MMTer’s and Austrians kinda sorta agree: China isn’t absorbing that much Inflation
One of my favorites, Mish, is talking about the impossibility of Cost-Push Inflation, and how China’s price level doesn’t make a difference to the level of Inflation to the United States. He talks about cost-push inflation from an Austrian perspective. The argument is that in an economy with a constant supply of money, an increase in the cost of one good immediately means a decrease in the cost of some other good. I think this is a place where Austrians have a small patch of common ground with the MMT crowd.
But how can we demonstrate this minor agreement? Well, I used a similar idea in my post to estimate how much inflation China was absorbing. My model is more useful, and just as easy to understand.
Here is simplified model Mish is using:
Total Money Available: $100
Good A Price: $50
Good B: Price: $50
If the price of Good A goes up to $60, then there is only $40 left for Good B. Total cost to live in this society is still $100. So no matter what happens to the one price, the total cost to live in this society must be $100.
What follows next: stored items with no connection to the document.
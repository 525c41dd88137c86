use anyhow::{anyhow, Result};
use serde::{Deserialize, Serialize};
use strum::{Display, EnumIter, EnumString};

/// Baud rates offered to the operator by default.
pub const STANDARD_BAUDS: &[u32] = &[
    300, 600, 1200, 2400, 4800, 9600, 19200, 28800, 38400, 57600, 76800, 115200, 128000, 230400,
    256000, 460800, 576000, 921600, 1024000,
];

/// Supported character sizes, most common first.
pub const SERIAL_BITS: &[u8] = &[8, 7, 6, 5];

#[derive(
    Debug, Clone, Copy, PartialEq, Eq, Hash, Serialize, Deserialize, Display, EnumIter, EnumString,
)]
#[serde(rename_all = "lowercase")]
#[strum(ascii_case_insensitive)]
pub enum Parity {
    #[strum(serialize = "none")]
    None,
    #[strum(serialize = "odd")]
    Odd,
    #[strum(serialize = "even")]
    Even,
}

impl Parity {
    /// Single upper-case letter used in profile names (`8N1`, `7E1`, ...).
    pub fn short_name(self) -> char {
        match self {
            Self::None => 'N',
            Self::Odd => 'O',
            Self::Even => 'E',
        }
    }
}

#[derive(
    Debug, Clone, Copy, PartialEq, Eq, Hash, Serialize, Deserialize, Display, EnumIter, EnumString,
)]
pub enum StopBits {
    #[serde(rename = "1")]
    #[strum(serialize = "1")]
    One,
    #[serde(rename = "1.5")]
    #[strum(serialize = "1.5")]
    OnePointFive,
    #[serde(rename = "2")]
    #[strum(serialize = "2")]
    Two,
}

/// Line terminator convention used both for rendering and for outgoing text.
#[derive(
    Debug, Clone, Copy, PartialEq, Eq, Hash, Serialize, Deserialize, Display, EnumIter, EnumString,
)]
#[serde(rename_all = "UPPERCASE")]
#[strum(ascii_case_insensitive)]
pub enum NewLine {
    #[strum(serialize = "CR")]
    Cr,
    #[strum(serialize = "LF")]
    Lf,
    #[strum(serialize = "CRLF")]
    CrLf,
}

impl NewLine {
    pub fn sequence(self) -> &'static str {
        match self {
            Self::Cr => "\r",
            Self::Lf => "\n",
            Self::CrLf => "\r\n",
        }
    }
}

/// Line parameters and presentation options used to open and render a connection.
#[derive(Debug, Clone, PartialEq, Eq, Serialize, Deserialize)]
#[serde(default)]
pub struct Profile {
    pub port_name: String,
    pub baud_rate: u32,
    pub data_bits: u8,
    pub stop_bits: StopBits,
    pub parity: Parity,
    pub new_line: NewLine,
    pub encoding: String,
    pub local_echo: bool,
    pub show_hardware_controls: bool,
}

impl Default for Profile {
    fn default() -> Self {
        Self {
            port_name: String::new(),
            baud_rate: 115200,
            data_bits: 8,
            stop_bits: StopBits::One,
            parity: Parity::None,
            new_line: NewLine::CrLf,
            encoding: "US-ASCII".to_string(),
            local_echo: false,
            show_hardware_controls: false,
        }
    }
}

impl Profile {
    /// Default profile bound to a port.
    pub fn for_port(port_name: impl Into<String>) -> Self {
        Self {
            port_name: port_name.into(),
            ..Self::default()
        }
    }

    /// Human-facing name, e.g. `COM3-115200` or `COM3-9600-7E2`.
    pub fn default_name(&self) -> String {
        if self.data_bits != 8 || self.stop_bits != StopBits::One || self.parity != Parity::None {
            format!(
                "{}-{}-{}{}{}",
                self.port_name,
                self.baud_rate,
                self.data_bits,
                self.parity.short_name(),
                self.stop_bits
            )
        } else {
            format!("{}-{}", self.port_name, self.baud_rate)
        }
    }

    pub fn validate(&self) -> Result<()> {
        if self.baud_rate == 0 {
            return Err(anyhow!("baud rate must be positive"));
        }
        if !SERIAL_BITS.contains(&self.data_bits) {
            return Err(anyhow!(
                "data bits must be one of 5, 6, 7, 8 (got {})",
                self.data_bits
            ));
        }
        if self.encoding.trim().is_empty() {
            return Err(anyhow!("character encoding must not be empty"));
        }
        Ok(())
    }

    /// Apply line parameters to a `serialport` builder.
    ///
    /// 1.5 stop bits cannot be expressed through `serialport` and is rejected
    /// here so the caller can surface it as a parameter failure.
    pub fn apply_builder(
        &self,
        b: serialport::SerialPortBuilder,
    ) -> Result<serialport::SerialPortBuilder> {
        let b = b.data_bits(match self.data_bits {
            5 => serialport::DataBits::Five,
            6 => serialport::DataBits::Six,
            7 => serialport::DataBits::Seven,
            8 => serialport::DataBits::Eight,
            other => return Err(anyhow!("unsupported data bits: {other}")),
        });
        let b = b.stop_bits(match self.stop_bits {
            StopBits::One => serialport::StopBits::One,
            StopBits::Two => serialport::StopBits::Two,
            StopBits::OnePointFive => return Err(anyhow!("1.5 stop bits are not supported")),
        });
        let b = b.parity(match self.parity {
            Parity::None => serialport::Parity::None,
            Parity::Odd => serialport::Parity::Odd,
            Parity::Even => serialport::Parity::Even,
        });
        Ok(b)
    }
}

#[cfg(test)]
mod tests {
    use super::*;
    use std::str::FromStr;

    #[test]
    fn default_name_mentions_framing_only_when_not_8n1() {
        let mut profile = Profile::for_port("COM3");
        assert_eq!(profile.default_name(), "COM3-115200");

        profile.baud_rate = 9600;
        profile.data_bits = 7;
        profile.parity = Parity::Even;
        profile.stop_bits = StopBits::Two;
        assert_eq!(profile.default_name(), "COM3-9600-7E2");
    }

    #[test]
    fn validate_rejects_bad_values() {
        let mut profile = Profile::for_port("COM1");
        assert!(profile.validate().is_ok());
        profile.data_bits = 9;
        assert!(profile.validate().is_err());
        profile.data_bits = 8;
        profile.baud_rate = 0;
        assert!(profile.validate().is_err());
    }

    #[test]
    fn enums_parse_from_cli_strings() {
        assert_eq!(NewLine::from_str("crlf").unwrap(), NewLine::CrLf);
        assert_eq!(StopBits::from_str("1.5").unwrap(), StopBits::OnePointFive);
        assert_eq!(Parity::from_str("EVEN").unwrap(), Parity::Even);
    }

    #[test]
    fn profile_json_uses_readable_values() {
        let json = serde_json::to_string(&Profile::for_port("COM1")).unwrap();
        assert!(json.contains("\"new_line\":\"CRLF\""));
        assert!(json.contains("\"stop_bits\":\"1\""));
        let parsed: Profile = serde_json::from_str(r#"{"port_name":"COM9","baud_rate":9600}"#).unwrap();
        assert_eq!(parsed.port_name, "COM9");
        assert_eq!(parsed.new_line, NewLine::CrLf);
    }
}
Mr. Shedlock then goes on to add the demand for money to this, so there is really a third commodity, money. We can put this into the model quite easily. Imagine the demand for money goes from $0 to $10. Now the Mish model looks like this:
Money Demand: $10 (aka Demand for Savings)
Good A: $60
Good B: $30
This increased demand for money causes deflation, because the total amount paid in the economy is only $90 for the same goods we had in the first scenario.
MMTers agree with this to an extent. The major difference is the idea about how money is created. Overall, they (or is it we?) do not disagree about that demand for savings being a huge factor in determining the inflation level in the world.
I think my model is a bit more useful. Instead of just thinking about the U.S., I considered China and the U.S. as one country that could divvy up the inflation between them in a variety of levels.
Here is more on the math:
To do this exercise, I will treat China as a U.S. state that uses U.S. currency exclusively, and size China’s economy at its 2009 Purchasing Power Parity (PPP) size relative to the United States. If we do this, we just add the two economies together to get the total size of the USD economy. Then, we take the amount of inflation in each country and multiply it by the size of the economy to get the total amount of inflation. After that we can play with how much inflation the U.S. would have with various China scenarios.
The math is basic, and it is as easy adding up two pies and dividing them in different ways. My 3rd grade son was doing exercises like this the other day. I just use real world numbers that he would find more boring than watching a unicorn cartoon, but he could do the math.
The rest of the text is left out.